Shale oil reservoirs have a wide distribution of pore throats (ranging from nanoscale to micrometer scale), with complex pore geometries and pore throat structures [
1,
2]. The micro pore-throat structure is an important factor affecting the macroscopic reservoir properties and fluid flow in shale oil reservoirs [
3]. Therefore, quantitative evaluation and characterization of the micro pore throat structure of shale reservoirs [
4] (pore geometry, size distribution, connectivity, etc.) is of great significance for understanding the fluid flow patterns of shale reservoirs. The commonly used methods for characterizing the complex pore-throst structure of porous media are digital cores [
5,
6,
7,
8,
9,
10] and pore network models [
11,
12,
13,
14,
15,
16,
17]. Direct flow simulation methods based on digital cores (such as lattice Boltzmann method [
18,
19,
20,
21], computational fluid dynamics method [
22,
23] and Monte Carlo simulation [
24,
25]) take a long time to calculate, require a large amount of memory, and are powerless for large-scale flow simulation and parameter sensitivity analysis. Considering the extremely small pore-throat and strong micro heterogeneity of shale oil reservoirs, which make it difficult to obtain characterization units or have larger sizes, direct flow simulation methods based on digital cores of shale reservoirs will be very challenging. Based on previous studies, it has been shown that pore network simulation is basically consistent with core scale experiments in obtaining macroscopic physical parameters (capillary pressure curves, relative permeability curves, etc.) [
26,
27,
28,
29,
30,
31,
32,
33,
34]. Moreover, pore network simulation computation time is relatively short, which is very advantageous for large-scale flow calculations. Therefore, the pore network model is selected as the method for pore level flow simulation in shale reservoirs in this paper.

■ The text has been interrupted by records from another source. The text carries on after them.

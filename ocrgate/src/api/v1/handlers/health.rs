use axum::extract::State;
use serde::Serialize;

use crate::api::state::AppState;
use crate::api::v1::response::ApiResponse;

/// Health data returned inside the v1 envelope.
#[derive(Debug, Clone, Serialize, utoipa::ToSchema)]
pub struct HealthData {
    /// `ok` when every dependency is usable, `degraded` otherwise.
    pub status: String,
    pub version: String,
    pub engine: EngineStatus,
    pub database: DatabaseStatus,
    pub queue: QueueStatus,
}

#[derive(Debug, Clone, Serialize, utoipa::ToSchema)]
pub struct EngineStatus {
    pub status: String,
    pub backend: String,
}

#[derive(Debug, Clone, Serialize, utoipa::ToSchema)]
pub struct DatabaseStatus {
    pub status: String,
}

#[derive(Debug, Clone, Serialize, utoipa::ToSchema)]
pub struct QueueStatus {
    pub input: String,
    pub response: String,
    /// Messages waiting on the input queue; absent if the database is down.
    #[serde(skip_serializing_if = "Option::is_none")]
    pub depth: Option<u64>,
}

/// `GET /api/v1/health`
#[utoipa::path(
    get,
    path = "/api/v1/health",
    tag = "health",
    responses(
        (status = 200, description = "Service health status", body = HealthData),
    )
)]
pub async fn health_check(State(state): State<AppState>) -> ApiResponse<HealthData> {
    let engine = state.pipeline.engine();
    let engine_ok = engine.is_available();
    let engine_status = EngineStatus {
        status: if engine_ok { "available" } else { "unavailable" }.to_string(),
        backend: engine.describe(),
    };

    let db_ok = match state.db.ping().await {
        Ok(()) => true,
        Err(e) => {
            tracing::warn!(error = %e, "Health check: database ping failed");
            false
        }
    };

    let queues = &state.config.queue;
    let depth = if db_ok {
        state.db.queue_depth(&queues.input_queue).await.ok()
    } else {
        None
    };

    ApiResponse::success(HealthData {
        status: if engine_ok && db_ok { "ok" } else { "degraded" }.to_string(),
        version: env!("CARGO_PKG_VERSION").to_string(),
        engine: engine_status,
        database: DatabaseStatus {
            status: if db_ok { "ok" } else { "error" }.to_string(),
        },
        queue: QueueStatus {
            input: queues.input_queue.clone(),
            response: queues.response_queue.clone(),
            depth,
        },
    })
}
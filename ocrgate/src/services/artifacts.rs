use std::path::{Path, PathBuf};
use std::sync::Arc;

use chrono::Utc;
use image::ImageFormat;
use tracing::{debug, warn};

use crate::config::StorageConfig;
use crate::db::DatabaseBackend;
use crate::error::{OcrGateError, Result};
use crate::models::{ArtifactReport, JobRequest, ResultRecord, StoredImage};
use crate::pipeline::{codec, JobOutcome};

pub const DEFAULT_FILENAME: &str = "image.png";

/// Where a job asked its images to be written.
#[derive(Debug, Clone, Default)]
pub struct ArtifactTarget {
    pub folder: Option<String>,
    pub filename: Option<String>,
}

impl From<&JobRequest> for ArtifactTarget {
    fn from(request: &JobRequest) -> Self {
        Self {
            folder: request.destination_folder.clone(),
            filename: request.filename.clone(),
        }
    }
}

/// Best-effort persistence of job images and result records.
///
/// Failures end up in [`ArtifactReport::errors`]; they never fail the job.
#[derive(Clone)]
pub struct ArtifactRecorder {
    db: Arc<dyn DatabaseBackend>,
    storage: StorageConfig,
}

impl ArtifactRecorder {
    pub fn new(db: Arc<dyn DatabaseBackend>, storage: StorageConfig) -> Self {
        Self { db, storage }
    }

    /// Returns `None` when nothing was requested.
    pub async fn record(
        &self,
        target: &ArtifactTarget,
        outcome: &JobOutcome,
    ) -> Option<ArtifactReport> {
        let mut report = ArtifactReport::default();
        let filename = target
            .filename
            .clone()
            .unwrap_or_else(|| DEFAULT_FILENAME.to_string());

        let folder = target
            .folder
            .clone()
            .or_else(|| self.storage.default_folder.clone());

        if let Some(folder) = folder {
            match self.write_files(Path::new(&folder), &filename, outcome).await {
                Ok(saved) => report.saved_files = saved,
                Err(e) => {
                    warn!(job_id = %outcome.job_id, folder = %folder, error = %e, "Failed to save images");
                    report.errors.push(format!("filesystem: {e}"));
                }
            }
        }

        if self.storage.persist_results {
            match self.store_result(&filename, target, outcome).await {
                Ok(object_id) => report.object_id = Some(object_id),
                Err(e) => {
                    warn!(job_id = %outcome.job_id, error = %e, "Failed to persist result");
                    report.errors.push(format!("database: {e}"));
                }
            }
        }

        (!report.is_empty()).then_some(report)
    }

    async fn write_files(
        &self,
        folder: &Path,
        filename: &str,
        outcome: &JobOutcome,
    ) -> Result<Vec<String>> {
        let format = codec::format_for_filename(filename);
        let source = outcome.source.raster.clone();
        let overlay = outcome.overlay.clone();
        let (source_bytes, overlay_bytes) = tokio::task::spawn_blocking(move || {
            Ok::<_, OcrGateError>((
                codec::encode(&source, format)?,
                codec::encode(&overlay, format)?,
            ))
        })
        .await
        .map_err(|e| OcrGateError::Internal(format!("Encoding task panicked: {e}")))??;

        tokio::fs::create_dir_all(folder).await?;

        let original: PathBuf = folder.join(filename);
        let boxes: PathBuf = folder.join(format!("boxes_{filename}"));
        tokio::fs::write(&original, source_bytes).await?;
        tokio::fs::write(&boxes, overlay_bytes).await?;

        debug!(job_id = %outcome.job_id, path = %boxes.display(), "Saved overlay image");
        Ok(vec![
            original.display().to_string(),
            boxes.display().to_string(),
        ])
    }

    async fn store_result(
        &self,
        filename: &str,
        target: &ArtifactTarget,
        outcome: &JobOutcome,
    ) -> Result<String> {
        let overlay = outcome.overlay.clone();
        let data = tokio::task::spawn_blocking(move || codec::encode(&overlay, ImageFormat::Png))
            .await
            .map_err(|e| OcrGateError::Internal(format!("Encoding task panicked: {e}")))??;

        let object_id = nanoid::nanoid!();
        let now = Utc::now();
        let rows = outcome.result.rows.clone();
        let extracted_text = rows
            .iter()
            .map(|row| row.text.as_str())
            .collect::<Vec<_>>()
            .join(" ");

        let image = StoredImage {
            id: object_id.clone(),
            filename: format!("boxes_{filename}"),
            content_type: ImageFormat::Png.to_mime_type().to_string(),
            data,
            created_at: now,
        };
        let record = ResultRecord {
            object_id: object_id.clone(),
            rows,
            extracted_text,
            lang: outcome.lang,
            confidence: outcome.threshold,
            source_sha256: outcome.source.source_sha256.clone(),
            filename: target.filename.clone(),
            created_at: now,
        };

        self.db.save_result(&image, &record).await?;
        debug!(job_id = %outcome.job_id, object_id = %object_id, "Stored result record");
        Ok(object_id)
    }
}
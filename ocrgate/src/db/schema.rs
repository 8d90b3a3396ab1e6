use libsql::Connection;

use crate::error::Result;

pub async fn init_schema(conn: &Connection) -> Result<()> {
    conn.execute_batch(
        r#"
        -- Overlay images kept for later retrieval
        CREATE TABLE IF NOT EXISTS ocr_images (
            id TEXT PRIMARY KEY,
            filename TEXT NOT NULL,
            content_type TEXT NOT NULL,
            data BLOB NOT NULL,
            created_at TEXT NOT NULL
        );

        -- Result metadata, one row per stored overlay
        CREATE TABLE IF NOT EXISTS ocr_results (
            object_id TEXT PRIMARY KEY,
            rows TEXT NOT NULL DEFAULT '[]',
            extracted_text TEXT NOT NULL DEFAULT '',
            lang TEXT NOT NULL,
            confidence REAL NOT NULL,
            source_sha256 TEXT NOT NULL,
            filename TEXT,
            created_at TEXT NOT NULL,
            FOREIGN KEY (object_id) REFERENCES ocr_images(id) ON DELETE CASCADE
        );

        CREATE INDEX IF NOT EXISTS idx_ocr_results_sha256 ON ocr_results(source_sha256);

        -- Durable job queues
        CREATE TABLE IF NOT EXISTS queue_messages (
            id TEXT PRIMARY KEY,
            queue TEXT NOT NULL,
            body TEXT NOT NULL,
            correlation_id TEXT,
            status TEXT NOT NULL DEFAULT 'ready',
            attempts INTEGER NOT NULL DEFAULT 0,
            created_at TEXT NOT NULL,
            claimed_at TEXT
        );

        CREATE INDEX IF NOT EXISTS idx_queue_messages_queue_status ON queue_messages(queue, status);
        CREATE INDEX IF NOT EXISTS idx_queue_messages_correlation ON queue_messages(correlation_id);
        CREATE INDEX IF NOT EXISTS idx_queue_messages_queue_created ON queue_messages(queue, created_at);
        "#,
    )
    .await?;

    Ok(())
}
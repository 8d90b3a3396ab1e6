mod detection;
mod job;
mod queue;
mod record;

pub use detection::*;
pub use job::*;
pub use queue::*;
pub use record::*;
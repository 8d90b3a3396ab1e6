use std::sync::Arc;
use std::time::{Duration, Instant};

use chrono::{DateTime, Utc};
use tokio_util::sync::CancellationToken;
use tracing::{debug, error, info, warn};

use crate::config::{AckMode, QueueConfig};
use crate::db::DatabaseBackend;
use crate::error::{OcrGateError, Result, TerminalState};
use crate::models::{JobReply, JobRequest, JobResponse, JobStage, QueueMessage};
use crate::pipeline::{log_stage, Pipeline};
use crate::services::{ArtifactRecorder, ArtifactTarget};

/// Pulls jobs from the input queue and publishes one reply per job.
#[derive(Clone)]
pub struct QueueConsumer {
    db: Arc<dyn DatabaseBackend>,
    pipeline: Pipeline,
    artifacts: ArtifactRecorder,
    config: QueueConfig,
}

impl QueueConsumer {
    pub fn new(
        db: Arc<dyn DatabaseBackend>,
        pipeline: Pipeline,
        artifacts: ArtifactRecorder,
        config: QueueConfig,
    ) -> Self {
        Self {
            db,
            pipeline,
            artifacts,
            config,
        }
    }

    /// Returns messages claimed longer ago than the visibility timeout to the queue.
    ///
    /// Claims younger than the timeout belong to a consumer that may still be
    /// working on them and are left alone.
    pub async fn recover(&self) -> Result<u64> {
        let cutoff = cutoff(self.config.visibility_timeout_secs);
        let recovered = self
            .db
            .requeue_in_flight(&self.config.input_queue, cutoff)
            .await?;
        if recovered > 0 {
            info!(
                queue = %self.config.input_queue,
                recovered, "Re-queued stale in-flight messages"
            );
        }
        Ok(recovered)
    }

    /// Deletes replies older than the retention period from the response queue.
    pub async fn purge_replies(&self) -> Result<u64> {
        let cutoff = cutoff(self.config.reply_retention_secs);
        let purged = self
            .db
            .purge_messages(&self.config.response_queue, cutoff)
            .await?;
        if purged > 0 {
            debug!(queue = %self.config.response_queue, purged, "Purged expired replies");
        }
        Ok(purged)
    }

    /// Stale-claim recovery plus reply retention. Runs at startup and then
    /// periodically from [`run`](Self::run).
    pub async fn sweep(&self) -> Result<()> {
        self.recover().await?;
        self.purge_replies().await?;
        Ok(())
    }

    /// Consumes until cancelled. The job in progress is finished before returning.
    pub async fn run(&self, token: CancellationToken) -> Result<()> {
        self.sweep().await?;
        info!(
            input = %self.config.input_queue,
            response = %self.config.response_queue,
            ack_mode = ?self.config.ack_mode,
            "Queue consumer started"
        );

        let idle = Duration::from_millis(self.config.poll_interval_ms);
        let sweep_every = Duration::from_secs(self.config.visibility_timeout_secs.max(1));
        let mut last_sweep = Instant::now();
        loop {
            if token.is_cancelled() {
                break;
            }

            if last_sweep.elapsed() >= sweep_every {
                if let Err(e) = self.sweep().await {
                    error!("Queue sweep failed: {}", e);
                }
                last_sweep = Instant::now();
            }

            let processed = match self.run_once().await {
                Ok(processed) => processed,
                Err(e) => {
                    error!("Queue consumer error: {}", e);
                    false
                }
            };

            if !processed {
                tokio::select! {
                    _ = token.cancelled() => break,
                    _ = tokio::time::sleep(idle) => {}
                }
            }
        }

        info!("Queue consumer shutting down...");
        Ok(())
    }

    /// Handles at most one message. Returns whether a message was claimed.
    pub async fn run_once(&self) -> Result<bool> {
        let Some(message) = self.db.claim(&self.config.input_queue).await? else {
            return Ok(false);
        };
        debug!(message_id = %message.id, attempts = message.attempts, "Claimed message");

        if self.config.ack_mode == AckMode::OnReceipt {
            self.db.ack(&message.id).await?;
        }

        let started = Instant::now();
        let reply = self.process(&message).await;
        let body = serde_json::to_string(&reply)?;

        if let Err(e) = self
            .db
            .publish(&self.config.response_queue, &body, Some(&message.id))
            .await
        {
            let failure = OcrGateError::Delivery(format!(
                "could not publish reply for {}: {e}",
                message.id
            ));
            warn!(
                job_id = %message.id,
                state = %TerminalState::DeliveryFailed,
                error = %failure,
                "Job failed"
            );
            return Err(failure);
        }
        log_stage(&message.id, JobStage::Delivered, started);

        if self.config.ack_mode == AckMode::AfterPublish {
            self.db.ack(&message.id).await?;
        }

        Ok(true)
    }

    async fn process(&self, message: &QueueMessage) -> JobReply {
        let request: JobRequest = match serde_json::from_str(&message.body) {
            Ok(request) => request,
            Err(e) => {
                let error = OcrGateError::Validation(format!("Invalid job message: {e}"));
                warn!(job_id = %message.id, error = %error, "Rejected malformed message");
                return JobReply::failed(&message.id, &error);
            }
        };

        match self.pipeline.run(&request).await {
            Ok(outcome) => {
                let artifacts = self
                    .artifacts
                    .record(&ArtifactTarget::from(&request), &outcome)
                    .await;
                JobReply::Completed {
                    job_id: message.id.clone(),
                    response: JobResponse {
                        result: outcome.result,
                        artifacts,
                    },
                }
            }
            Err(e) => JobReply::failed(&message.id, &e),
        }
    }
}

/// `now - age_secs`, saturating at the earliest representable instant.
fn cutoff(age_secs: u64) -> DateTime<Utc> {
    let age = i64::try_from(age_secs)
        .ok()
        .and_then(chrono::Duration::try_seconds)
        .unwrap_or(chrono::Duration::MAX);
    Utc::now()
        .checked_sub_signed(age)
        .unwrap_or(DateTime::<Utc>::MIN_UTC)
}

Although porous flow parameters such as flow rate-differential pressure curve, permeability, capillary pressure curve and relative permeability curve can be obtained through core experiments [
35,
36], micro-nano pore throat development of shale rock core and fluid flow in it is very slow, it will be time-consuming and expensive to obtain macro physical parameters such as phase permeability through experiments, and the flow rate is small, resulting in large measurement errors. At present, direct flow simulation methods based on digital cores are time-consuming and occupy a large amount of memory, while pore network simulation can quickly and accurately predict macroscopic physical parameters [
37,
38,
39,
40,
41,
42,
43], making it a powerful method for predicting macroscopic physical parameters of shale reservoirs. The pore network model uses regular geometry to replace the characteristics of complex pore throat structure, and uses form factor to characterize the irregularity of pore throat structure. Based on the percolation theory, the pore level flow characteristic of porous media fluid is studied [
44,
45,
46]. In 1957, Broadbent and Hannersley [
47] first proposed the concept of percolation and pointed out its prospects in the application of porous flow. Afterwards, many scholars conducted extensive research on the simulation of pore network flow. In the 1970s, Dullien [
48] applied the percolation theory to the pore network model and explored the flow rules of fluids in the network model. Lenormand [
49] proposed the invasion percolation model and applied it to the simulation of the displacement process simulation of the displaced fluid in porous media. Oak et al. [
50] used the pore network model to study the oil-water two-phase and oil gas water three-phase relative permeability curves of water wet Berea sandstone. In recent years, Blunt, Ø ren, and van Dijke et al. [
51,
52,
53,
54] have conducted extensive research on the effects of reservoir wettability on pore level flow, three-phase flow, and prediction of capillary pressure and relative permeability curves using pore network models. Capillary pressure is the main driving force determining saturation changes in quasi-static network models. For the capillary pressure at the inlet of each network model, the equilibrium position of the interface between the fluid and the fluid is determined according to the fluid displacement model. Based on the criteria of each displacement mode, displacement and fluid location in the network model occur gradually in order. In addition to being used for theoretical research, many scholars have proposed network models which can be used to predict macroscopic physical property parameters according to research needs. Vogel [
55,
56] predicted the soil relative permeability using a network model generated by a series of thin slice techniques that can characterize the complex pore structure of soil. In 2002, Blunt et al. [
57] pointed out that by combining pore-scale physical phenomena with geometrically equivalent pore-throat cross-section shapes, a representative network model could be used to accurately predict capillary pressure curves and relative permeability curves. In 2005, Piri and Blunt [
58] established a pore network flow model that included all the important characteristics of pore scale immiscible fluid flow (such as water film, oil layer, wetting hysteresis and wettability change). The corresponding model was used to calculate oil-water relative permeability, invasion path and capillary pressure curve in different displacement processes. In the water wetting system, the oil-water relative permeability curve predicted by the model was in good agreement with the experimental results. With the deepening of research, the capillary pressure curves and relative permeability curves during different displacement processes under mixed wetting conditions have gradually been successfully predicted. The quasi static pore network model for the three-phase flow of oil, gas, and water has gradually been developed.